In structuring incentive compensation plans and setting metrics and goals for awards under those plans, the HEI Compensation Committee and HECO Board incorporate the following elements and practices to promote prudent decision-making without encouraging employees to take unnecessary or excessive risks:

 

·                  Financial performance objectives for the annual cash incentive program are linked to approved budget guidelines, and nonfinancial measures (such as customer satisfaction, safety, employee engagement and clean energy initiatives) are aligned with the interests of all of HECO’s stakeholders.

·                  Financial and nonfinancial performance measures for annual cash incentive programs are aligned for named executive officers, other officers and nonexecutive employees.

·                  An executive compensation recovery policy permits clawback/recoupment of performance-based compensation paid to executives found personally responsible for fraud, gross negligence or intentional misconduct that causes a restatement of HECO’s financial statements.

·                  Financial opportunities under long-term incentive programs are greater than financial opportunities under annual incentive programs, thereby encouraging sustained attention to long-term value growth and discouraging excessive short-term risk-taking.

·                  Share ownership and retention guidelines requiring Mr. Rosenblum to hold certain amounts of HEI Common Stock ensure that HECO’s chief executive has a substantial personal stake in the long-term performance of HECO and HEI. The guidelines specific to Mr. Rosenblum will be discussed in the HEI 2013 Proxy Statement.

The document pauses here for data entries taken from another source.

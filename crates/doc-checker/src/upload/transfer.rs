use std::collections::BTreeMap;
use std::sync::Arc;
use std::time::Duration;

use async_trait::async_trait;
use bytes::Bytes;
use futures::stream::{self, StreamExt};
use reqwest::header::{HeaderMap, HeaderName, HeaderValue, CONTENT_LENGTH};
use reqwest::{Body, Client, Method, Url};
use serde::{Deserialize, Serialize};
use tracing::debug;

use super::file::UploadFile;

const DEFAULT_CHUNK_SIZE: usize = 64 * 1024;

/// Single-use transfer parameters issued by the backend. Consumed by value so
/// a descriptor cannot be replayed.
#[derive(Debug, Clone, PartialEq, Eq, Serialize, Deserialize)]
pub struct UploadDescriptor {
    pub url: String,
    #[serde(default = "default_method")]
    pub method: String,
    #[serde(default)]
    pub headers: BTreeMap<String, String>,
}

fn default_method() -> String {
    "PUT".to_string()
}

/// Receives percentages in `0..=100` while a transfer is in flight.
pub type ProgressCallback = Arc<dyn Fn(u8) + Send + Sync>;

#[derive(Debug, thiserror::Error)]
pub enum TransferError {
    #[error("upload failed with status {status}")]
    Status { status: u16 },
    #[error("upload error: {0}")]
    Network(String),
    #[error("invalid upload descriptor: {0}")]
    InvalidDescriptor(String),
}

/// Moves a file's bytes to wherever a descriptor points.
#[async_trait]
pub trait FileTransfer: Send + Sync {
    /// Sends `file` as described, reporting progress as bytes are handed to
    /// the transport. Reports 100 only once the destination accepted the file.
    ///
    /// The descriptor's method and headers go out verbatim. The one header an
    /// implementation may add is `Content-Length`, and only when the
    /// descriptor does not carry it: [`HttpTransfer`] does so to frame its
    /// streamed body.
    async fn send(
        &self,
        descriptor: UploadDescriptor,
        file: &UploadFile,
        progress: ProgressCallback,
    ) -> Result<(), TransferError>;
}

/// [`FileTransfer`] that streams the body over HTTP.
#[derive(Debug, Clone)]
pub struct HttpTransfer {
    http: Client,
    chunk_size: usize,
}

impl HttpTransfer {
    pub fn new(timeout: Duration) -> Result<Self, TransferError> {
        let http = Client::builder()
            .connect_timeout(Duration::from_secs(10))
            .timeout(timeout)
            .build()
            .map_err(|err| TransferError::Network(err.to_string()))?;
        Ok(Self::with_client(http))
    }

    pub fn with_client(http: Client) -> Self {
        Self {
            http,
            chunk_size: DEFAULT_CHUNK_SIZE,
        }
    }

    pub fn with_chunk_size(mut self, chunk_size: usize) -> Self {
        self.chunk_size = chunk_size.max(1);
        self
    }
}

#[async_trait]
impl FileTransfer for HttpTransfer {
    async fn send(
        &self,
        descriptor: UploadDescriptor,
        file: &UploadFile,
        progress: ProgressCallback,
    ) -> Result<(), TransferError> {
        let method = Method::from_bytes(descriptor.method.trim().as_bytes())
            .map_err(|err| TransferError::InvalidDescriptor(format!("method: {err}")))?;
        let url = Url::parse(&descriptor.url)
            .map_err(|err| TransferError::InvalidDescriptor(format!("url: {err}")))?;
        let mut headers = descriptor_headers(&descriptor.headers)?;

        // Framing only: a streamed body would otherwise go out chunked, which
        // pre-signed object stores reject.
        if !headers.contains_key(CONTENT_LENGTH) {
            headers.insert(CONTENT_LENGTH, HeaderValue::from(file.len()));
        }

        progress(0);
        let body = progress_body(file.bytes().clone(), self.chunk_size, Arc::clone(&progress));
        let response = self
            .http
            .request(method, url)
            .headers(headers)
            .body(body)
            .send()
            .await
            .map_err(|err| TransferError::Network(err.to_string()))?;

        let status = response.status();
        if !status.is_success() {
            debug!(status = status.as_u16(), "upload destination rejected transfer");
            return Err(TransferError::Status {
                status: status.as_u16(),
            });
        }

        progress(100);
        Ok(())
    }
}

fn descriptor_headers(raw: &BTreeMap<String, String>) -> Result<HeaderMap, TransferError> {
    let mut headers = HeaderMap::new();
    for (name, value) in raw {
        let name = HeaderName::from_bytes(name.as_bytes())
            .map_err(|err| TransferError::InvalidDescriptor(format!("header {name}: {err}")))?;
        let value = HeaderValue::from_str(value)
            .map_err(|err| TransferError::InvalidDescriptor(format!("header {name}: {err}")))?;
        headers.append(name, value);
    }
    Ok(headers)
}

fn progress_body(bytes: Bytes, chunk_size: usize, progress: ProgressCallback) -> Body {
    let total = bytes.len();
    if total == 0 {
        return Body::from(bytes);
    }

    let chunk_size = chunk_size.max(1);
    let chunks: Vec<Bytes> = (0..total)
        .step_by(chunk_size)
        .map(|start| bytes.slice(start..(start + chunk_size).min(total)))
        .collect();

    let mut sent = 0usize;
    let stream = stream::iter(chunks).map(move |chunk| {
        sent += chunk.len();
        progress(in_flight_percent(sent, total));
        Ok::<Bytes, std::io::Error>(chunk)
    });
    Body::wrap_stream(stream)
}

/// Percentage of bytes handed off, held below 100 until the destination answers.
pub(crate) fn in_flight_percent(sent: usize, total: usize) -> u8 {
    if total == 0 {
        return 0;
    }
    let percent = (sent.min(total) as u128 * 100) / total as u128;
    percent.min(99) as u8
}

·                  Payouts under the long-term incentive plan are 100% equity based so executives share in the same upside potential and downside risk as all shareholders.

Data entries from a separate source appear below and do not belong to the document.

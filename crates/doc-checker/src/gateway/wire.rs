//! Request and response bodies exchanged with the backend that have no
//! domain counterpart of their own.

use serde::{Deserialize, Deserializer, Serialize};

use crate::submission::SubmissionId;
use crate::upload::UploadDescriptor;

#[derive(Debug, Clone, PartialEq, Eq, Serialize, Deserialize)]
pub struct StartSubmissionRequest {
    pub opportunity_id: String,
}

#[derive(Debug, Clone, PartialEq, Eq, Serialize, Deserialize)]
pub struct StartSubmissionResponse {
    pub submission_id: SubmissionId,
    #[serde(default)]
    pub opportunity_id: Option<String>,
}

/// Body of `POST /upload-url`. The backend expects `contentType` in camel case
/// while every other field is snake case.
#[derive(Debug, Clone, PartialEq, Eq, Serialize, Deserialize)]
pub struct UploadUrlRequest {
    pub filename: String,
    #[serde(rename = "contentType")]
    pub content_type: String,
    pub submission_id: SubmissionId,
    pub opportunity_id: String,
    pub requirement_id: String,
}

/// One-shot authorization to transfer a file. `submission_id` may differ from
/// the one sent when the backend rotated the submission.
#[derive(Debug, Clone, PartialEq, Eq, Serialize, Deserialize)]
pub struct UploadGrant {
    pub submission_id: SubmissionId,
    #[serde(default)]
    pub requirement_id: Option<String>,
    #[serde(default)]
    pub key: Option<String>,
    pub upload: UploadDescriptor,
}

/// Treats an explicit `null` the same as a missing field.
pub(crate) fn null_as_default<'de, D, T>(deserializer: D) -> Result<T, D::Error>
where
    D: Deserializer<'de>,
    T: Default + Deserialize<'de>,
{
    Ok(Option::<T>::deserialize(deserializer)?.unwrap_or_default())
}

/// Blank strings carry no information; read them as absent.
pub(crate) fn blank_as_none<'de, D>(deserializer: D) -> Result<Option<String>, D::Error>
where
    D: Deserializer<'de>,
{
    let raw = Option::<String>::deserialize(deserializer)?;
    Ok(raw.filter(|value| !value.trim().is_empty()))
}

·                  Payouts under performance-based plans are generally pro-rata once performance is above minimum thresholds, rather than “all-or-nothing.”

·                  Annual grants of long-term equity-based incentives vest over a period of years to encourage executives to focus on sustaining long-term performance.

·                  Performance-based plans use a variety of financial and nonfinancial performance metrics (e.g., net income, return on average common equity, total shareholder return, achievement of clean energy initiatives, safety, customer satisfaction and employee engagement, among others), that correlate with long-term value creation and are impacted by management decisions.

·                  The goal-setting process is variable and nonformulaic and considers prior performance, market conditions and peer group measures relative to future expected performance to assess the reasonableness of the goals.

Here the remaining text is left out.